You were ironing clothes or watching reruns of I Love Lucy on the television behind me. The windows were open, letting in the first smells of spring, and the walls of your bedroom were painted in sunlight. I sat on the edge of your bed, my feet dangling a foot above the floor, and stared out the window. Our backyard was being renovated and I couldn’t take my eyes off the mounds being pushed around by massive trucks, big heaps of metal that reminded me of the yellow Tonka truck I’d push through midday shadows on the cream-colored carpet. Soon I’d have a yard to throw the baseball with Dad in on warm summer weekends, a green place to play war with Chris from across the street, a swamp to wade through on my blue plastic sled when the rains came. I felt drawn to the trucks’ powerful force.
That’s when the bird came soaring through one of the open windows and landed miraculously on the bed, supplanting its pronged feet atop two of the tiny dancing women on your bedspread. The bird’s wings were a fluttering blue-grey explosion. You shrieked, “Oh my god!” As the bird stared back at each of us, you started to giggle. I think of you so differently then, married and caged within the confines of a young suburban family – you cried when Dad bought you that house. Did you wish for a hint of excitement as I did while watching the trucks tear through the forest behind our home? Do you remember how the bird left the room? I don’t.
After the trucks flattened the earth and workers planted grass seeds, we waited. Eventually, we had a lush backyard for cookouts, baseball, and make-believe. On hot summer days, you would place the sprinkler in the yard so my friends and I could cool down. As the narrow streams of water stretched toward the sky, we would leap through pale rainbows glistening across our bright green lawn. But after several brilliant summers, the lawn began to show its age. Patches of once-furtive grass were burnt yellow by the sun. Weeds crept through jagged cracks in the stones Dad and I laid for a patio. Our dog, Emmett, dug deep through the garden.
Chaos came several years later when you and Dad divorced and we sold our home. This time, though, it was unbearable to watch. The warmth we had built there – sun-streaked mornings in your bedroom, backyard birthday parties, delicious meals on the old oak table – was fleeting by the second, gone with each item we hurled into the rusted dumpster living in our driveway. You had a new partner now, a man named John. On a grey humid day in the heart of summer, John helped you pack.
When everything was finally gone, I snapped a photo of you from where I sat in one of two bleached-out beach chairs in our otherwise empty kitchen. You stand in front of the big window by the sink, staring out at that massive dumpster in the driveway with a calm smile. You look older, crows feet spread from the corners of your eyes. But you are more vibrant than I’ve seen you in years. There’s a new confidence surging through you, a vibrating energy that opposes the thick numbness cocooning me.

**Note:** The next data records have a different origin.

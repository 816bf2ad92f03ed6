//! Worker Pool: a long-running process that claims and executes Jobs.
//!
//! Generalizes a dynamic-scaling browser pool loop (a background task
//! ticking on an interval, bounded by a semaphore) into a fixed-size pool
//! of concurrent Scrape Runner executions, each backed by its own browser
//! context checked out of the `BrowserPool`.

use std::sync::Arc;
use std::time::Duration;

use tracing::{info, instrument, warn};
use uuid::Uuid;

use crate::browser_pool::BrowserPool;
use crate::queue::JobQueue;
use crate::runner::ScrapeRunner;

/// How often `reap_stale` runs, looking for `running` Jobs whose worker
/// hasn't heartbeated recently enough to still be alive.
const REAP_INTERVAL: Duration = Duration::from_secs(60);

/// A `running` Job silent for longer than this is assumed to belong to a
/// dead worker: three missed heartbeats at the default 30s interval, plus
/// slack for one in-flight page fetch.
const STALE_JOB_THRESHOLD: chrono::Duration = chrono::Duration::seconds(5 * 60);

/// How long a worker with no claimable Job sleeps before polling again.
const EMPTY_QUEUE_POLL: Duration = Duration::from_secs(2);

pub struct WorkerPool {
    id: String,
    queue: JobQueue,
    runner: Arc<ScrapeRunner>,
    browsers: Arc<BrowserPool>,
    concurrency: usize,
    heartbeat_interval: Duration,
}

impl WorkerPool {
    #[must_use]
    pub fn new(
        queue: JobQueue,
        runner: Arc<ScrapeRunner>,
        browsers: Arc<BrowserPool>,
        concurrency: usize,
        heartbeat_interval: Duration,
    ) -> Self {
        Self {
            id: format!("worker-{}", Uuid::new_v4()),
            queue,
            runner,
            browsers,
            concurrency,
            heartbeat_interval,
        }
    }

    #[must_use]
    pub fn id(&self) -> &str {
        &self.id
    }

    /// Register, then loop `claim -> run Scrape Runner -> record outcome` on
    /// `concurrency` concurrent slots until the process is asked to shut
    /// down, heartbeating every claimed Job on `heartbeat_interval` and
    /// reaping other workers' stale claims on `REAP_INTERVAL`.
    pub async fn run(self: Arc<Self>, mut shutdown: tokio::sync::watch::Receiver<bool>) {
        info!(worker_id = %self.id, concurrency = self.concurrency, "worker pool starting");

        let reaper = {
            let queue = self.queue.clone();
            let mut shutdown = shutdown.clone();
            tokio::spawn(async move {
                loop {
                    tokio::select! {
                        _ = tokio::time::sleep(REAP_INTERVAL) => {
                            match queue.reap_stale(STALE_JOB_THRESHOLD).await {
                                Ok(0) => {}
                                Ok(n) => info!(reaped = n, "reaped stale running jobs"),
                                Err(e) => warn!(error = %e, "reap_stale failed"),
                            }
                        }
                        _ = shutdown.changed() => {
                            if *shutdown.borrow() {
                                break;
                            }
                        }
                    }
                }
            })
        };

        // Each slot is its own claim/run loop; running `concurrency` of them
        // concurrently gives the bounded parallelism directly, with no extra
        // semaphore needed.
        let mut slots = Vec::with_capacity(self.concurrency);
        for slot in 0..self.concurrency {
            let pool = Arc::clone(&self);
            let mut shutdown = shutdown.clone();
            slots.push(tokio::spawn(async move {
                loop {
                    if *shutdown.borrow() {
                        break;
                    }
                    tokio::select! {
                        () = pool.claim_and_run(slot) => {}
                        _ = shutdown.changed() => {
                            if *shutdown.borrow() {
                                break;
                            }
                        }
                    }
                }
            }));
        }

        let _ = shutdown.changed().await;
        for slot in slots {
            let _ = slot.await;
        }
        reaper.abort();
        info!(worker_id = %self.id, "worker pool stopped");
    }

    #[instrument(skip(self), fields(worker_id = %self.id, slot))]
    async fn claim_and_run(&self, slot: usize) {
        let job = match self.queue.claim(&self.id).await {
            Ok(Some(job)) => job,
            Ok(None) => {
                tokio::time::sleep(EMPTY_QUEUE_POLL).await;
                return;
            }
            Err(e) => {
                warn!(error = %e, "claim failed, backing off");
                tokio::time::sleep(EMPTY_QUEUE_POLL).await;
                return;
            }
        };

        info!(job_id = %job.id, site_id = %job.site_id, "claimed job");

        let guard = match self.browsers.acquire().await {
            Ok(guard) => guard,
            Err(e) => {
                warn!(job_id = %job.id, error = %e, "failed to acquire a browser, re-enqueueing job");
                let _ = self.queue.fail(job.id, &format!("no browser available: {e}"), Some(chrono::Utc::now())).await;
                return;
            }
        };

        let queue = self.queue.clone();
        let job_id = job.id;
        let heartbeat_interval = self.heartbeat_interval;
        let heartbeat = tokio::spawn(async move {
            loop {
                tokio::time::sleep(heartbeat_interval).await;
                if queue.heartbeat(job_id).await.is_err() {
                    break;
                }
            }
        });

        let identity = guard.identity();
        self.runner.run_job(&job, guard.browser(), identity).await;
        heartbeat.abort();
    }
}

I am stoned – a gritty roach stinking up my chest pocket – unable to cope with the sudden disappearance of a life I thought would always continue as is. I can’t see any evidence of my childhood from my chair in the kitchen, but I know I’ve already stored my time in this house as snippets, juicy moments ripening until they’re ready to be plucked, like this one now. In my final moments in that house, I was already gone, shoved into one of the boxes, and waiting to be unpacked.